Hello,in the NIOS II Processor instantiation -> Advanced Features -> Interrupt Controller: External -> Number of shadow register sets (0-63): Can someone tell me how many logic resouces ( RAM Blocks, Registers, etc ) are consumed for one shadow register set in the NIOS II instantiation ? Thank you for your reply.
I think that any shadow registers sit in the same memory block(s) as the normal registers.Nothing else can use that memory block since the cpu uses both read ports and a write port every clock. So the shadow registers will just be using the unused space in that block until you exceed the size of the fpga's memory blocks. An M9K is 8k bytes, 32 registers use 128 bytes so 63 shadow sets will just fill an M9K block. Clearly there are a few extra latches to drive the high address lines, butthese won't amount to much.

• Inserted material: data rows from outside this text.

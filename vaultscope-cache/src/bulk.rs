//! Parallel cache warmer with bounded concurrency.
//!
//! Warms the resource cache for many subscriptions (or vaults) at once.
//! Already-cached ids are filtered out up front, the remainder run through
//! a bounded worker pool, and a progress event is emitted after each
//! completion, in completion order. The loader has no return value; its
//! effect is cache population, so any number of consumers can read the
//! results afterwards without re-fetching.

use crate::fetch::{Fetched, SecretFetcher};
use futures_util::stream::{self, StreamExt};
use std::future::Future;
use std::sync::atomic::{AtomicBool, Ordering};
use std::sync::Arc;
use tokio::sync::mpsc;
use vaultscope_core::{FetchError, FetchResult, SubscriptionId, Vault};

/// One progress tick from a bulk load.
///
/// `completed` is monotonically non-decreasing and equals `total` exactly
/// once every non-skipped item has finished. Per-item failures ride along
/// in `error`; they never abort the run.
#[derive(Debug, Clone)]
pub struct ProgressEvent {
    pub completed: usize,
    pub total: usize,
    pub current: String,
    pub error: Option<FetchError>,
}

impl ProgressEvent {
    pub fn is_final(&self) -> bool {
        self.completed == self.total
    }
}

/// Tally of one bulk run, returned to the caller alongside the progress
/// events it streamed out.
#[derive(Debug, Clone, Default)]
pub struct BulkSummary {
    pub succeeded: usize,
    pub failed: usize,
    pub last_error: Option<FetchError>,
}

/// Cooperative cancellation handle.
///
/// Cancelling skips fetches that have not yet started; fetches already in
/// flight run to completion and still populate the cache.
#[derive(Debug, Clone, Default)]
pub struct CancelFlag(Arc<AtomicBool>);

impl CancelFlag {
    pub fn new() -> Self {
        Self::default()
    }

    pub fn cancel(&self) {
        self.0.store(true, Ordering::SeqCst);
    }

    pub fn is_cancelled(&self) -> bool {
        self.0.load(Ordering::SeqCst)
    }
}

pub struct BulkLoader {
    concurrency: usize,
}

impl BulkLoader {
    pub fn new(concurrency: usize) -> Self {
        Self {
            concurrency: concurrency.max(1),
        }
    }

    /// Warm the vault listings for a set of subscriptions.
    pub async fn warm_vault_lists(
        &self,
        fetcher: &SecretFetcher,
        subscription_ids: Vec<SubscriptionId>,
        progress: mpsc::Sender<ProgressEvent>,
        cancel: CancelFlag,
    ) -> BulkSummary {
        let pending: Vec<SubscriptionId> = subscription_ids
            .into_iter()
            .filter(|id| !fetcher.vaults_cached(*id))
            .collect();
        self.run(
            pending,
            |id| {
                let fetcher = fetcher.clone();
                async move { (id.to_string(), fetcher.vaults(id).await.err()) }
            },
            progress,
            cancel,
        )
        .await
    }

    /// Warm the secret listings for a set of vaults.
    pub async fn warm_secret_lists(
        &self,
        fetcher: &SecretFetcher,
        vault_names: Vec<String>,
        progress: mpsc::Sender<ProgressEvent>,
        cancel: CancelFlag,
    ) -> BulkSummary {
        let pending: Vec<String> = vault_names
            .into_iter()
            .filter(|name| !fetcher.secrets_cached(name))
            .collect();
        self.run(
            pending,
            |name| {
                let fetcher = fetcher.clone();
                async move {
                    let error = fetcher.secrets(&name).await.err();
                    (name, error)
                }
            },
            progress,
            cancel,
        )
        .await
    }

    /// Warm and merge the vault listings of a whole subscription group.
    ///
    /// The group loads as a unit: members whose fetch failed or was skipped
    /// by cancellation contribute nothing to the merge (their errors went
    /// out as progress events), but when no member produced a listing the
    /// load as a whole is an error, so an all-members-down group is never
    /// mistaken for one that simply has no vaults.
    pub async fn load_group_vaults(
        &self,
        fetcher: &SecretFetcher,
        members: Vec<SubscriptionId>,
        progress: mpsc::Sender<ProgressEvent>,
        cancel: CancelFlag,
    ) -> FetchResult<Fetched<Vec<Vault>>> {
        let all_cached = members.iter().all(|id| fetcher.vaults_cached(*id));
        let summary = self
            .warm_vault_lists(fetcher, members.clone(), progress, cancel)
            .await;

        let mut vaults = Vec::new();
        let mut listed = 0usize;
        for id in &members {
            if !fetcher.vaults_cached(*id) {
                continue;
            }
            if let Ok(fetched) = fetcher.vaults(*id).await {
                listed += 1;
                vaults.extend(fetched.value);
            }
        }

        if listed == 0 && !members.is_empty() {
            return Err(summary.last_error.unwrap_or_else(|| {
                FetchError::transient("bulk load cancelled before any member finished")
            }));
        }

        vaults.sort_by(|a, b| a.name.cmp(&b.name));
        Ok(if all_cached {
            Fetched::from_cache(vaults)
        } else {
            Fetched::from_remote(vaults)
        })
    }

    async fn run<K, F, Fut>(
        &self,
        pending: Vec<K>,
        op: F,
        progress: mpsc::Sender<ProgressEvent>,
        cancel: CancelFlag,
    ) -> BulkSummary
    where
        K: Send,
        F: Fn(K) -> Fut + Sync,
        Fut: Future<Output = (String, Option<FetchError>)> + Send,
    {
        let mut summary = BulkSummary::default();
        let total = pending.len();
        if total == 0 {
            // Everything was already cached; report completion immediately.
            let _ = progress
                .send(ProgressEvent {
                    completed: 0,
                    total: 0,
                    current: String::new(),
                    error: None,
                })
                .await;
            return summary;
        }

        let op = &op;
        let mut results = stream::iter(pending.into_iter().map(|id| {
            let cancel = cancel.clone();
            async move {
                // Checked at fetch start: cancellation skips items that
                // have not begun, never aborts one mid-flight.
                if cancel.is_cancelled() {
                    return None;
                }
                Some(op(id).await)
            }
        }))
        .buffer_unordered(self.concurrency);

        let mut completed = 0usize;
        while let Some(outcome) = results.next().await {
            let Some((current, error)) = outcome else {
                continue;
            };
            completed += 1;
            match &error {
                Some(err) => {
                    summary.failed += 1;
                    summary.last_error = Some(err.clone());
                }
                None => summary.succeeded += 1,
            }
            let _ = progress
                .send(ProgressEvent {
                    completed,
                    total,
                    current,
                    error,
                })
                .await;
        }
        summary
    }
}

Hello dsl,thank you for your answer. You're right. 32 registers use 128 bytes. So 63 shadow register sets will need 8064 bytes. ( approx. 8K byte ) But a M9K memory block has onle 1K byte. ( 9126 bit ). If i'm not mistaken, up to 63 shadow register sets well need up to eight M9K bloks ( if they are implemented in Single Port Ram ) or up to 16 M9K blocks ( if they are implemented in Dual Port Ram ) Is this right ?
I've only got a maths degree, I can't do sums :-)Dual porting memory doesn't take extra blocks. ISTR you can have one writer and two readers. In any case adding 7 shadow sets shouldn't increase the number of M9K blocks used.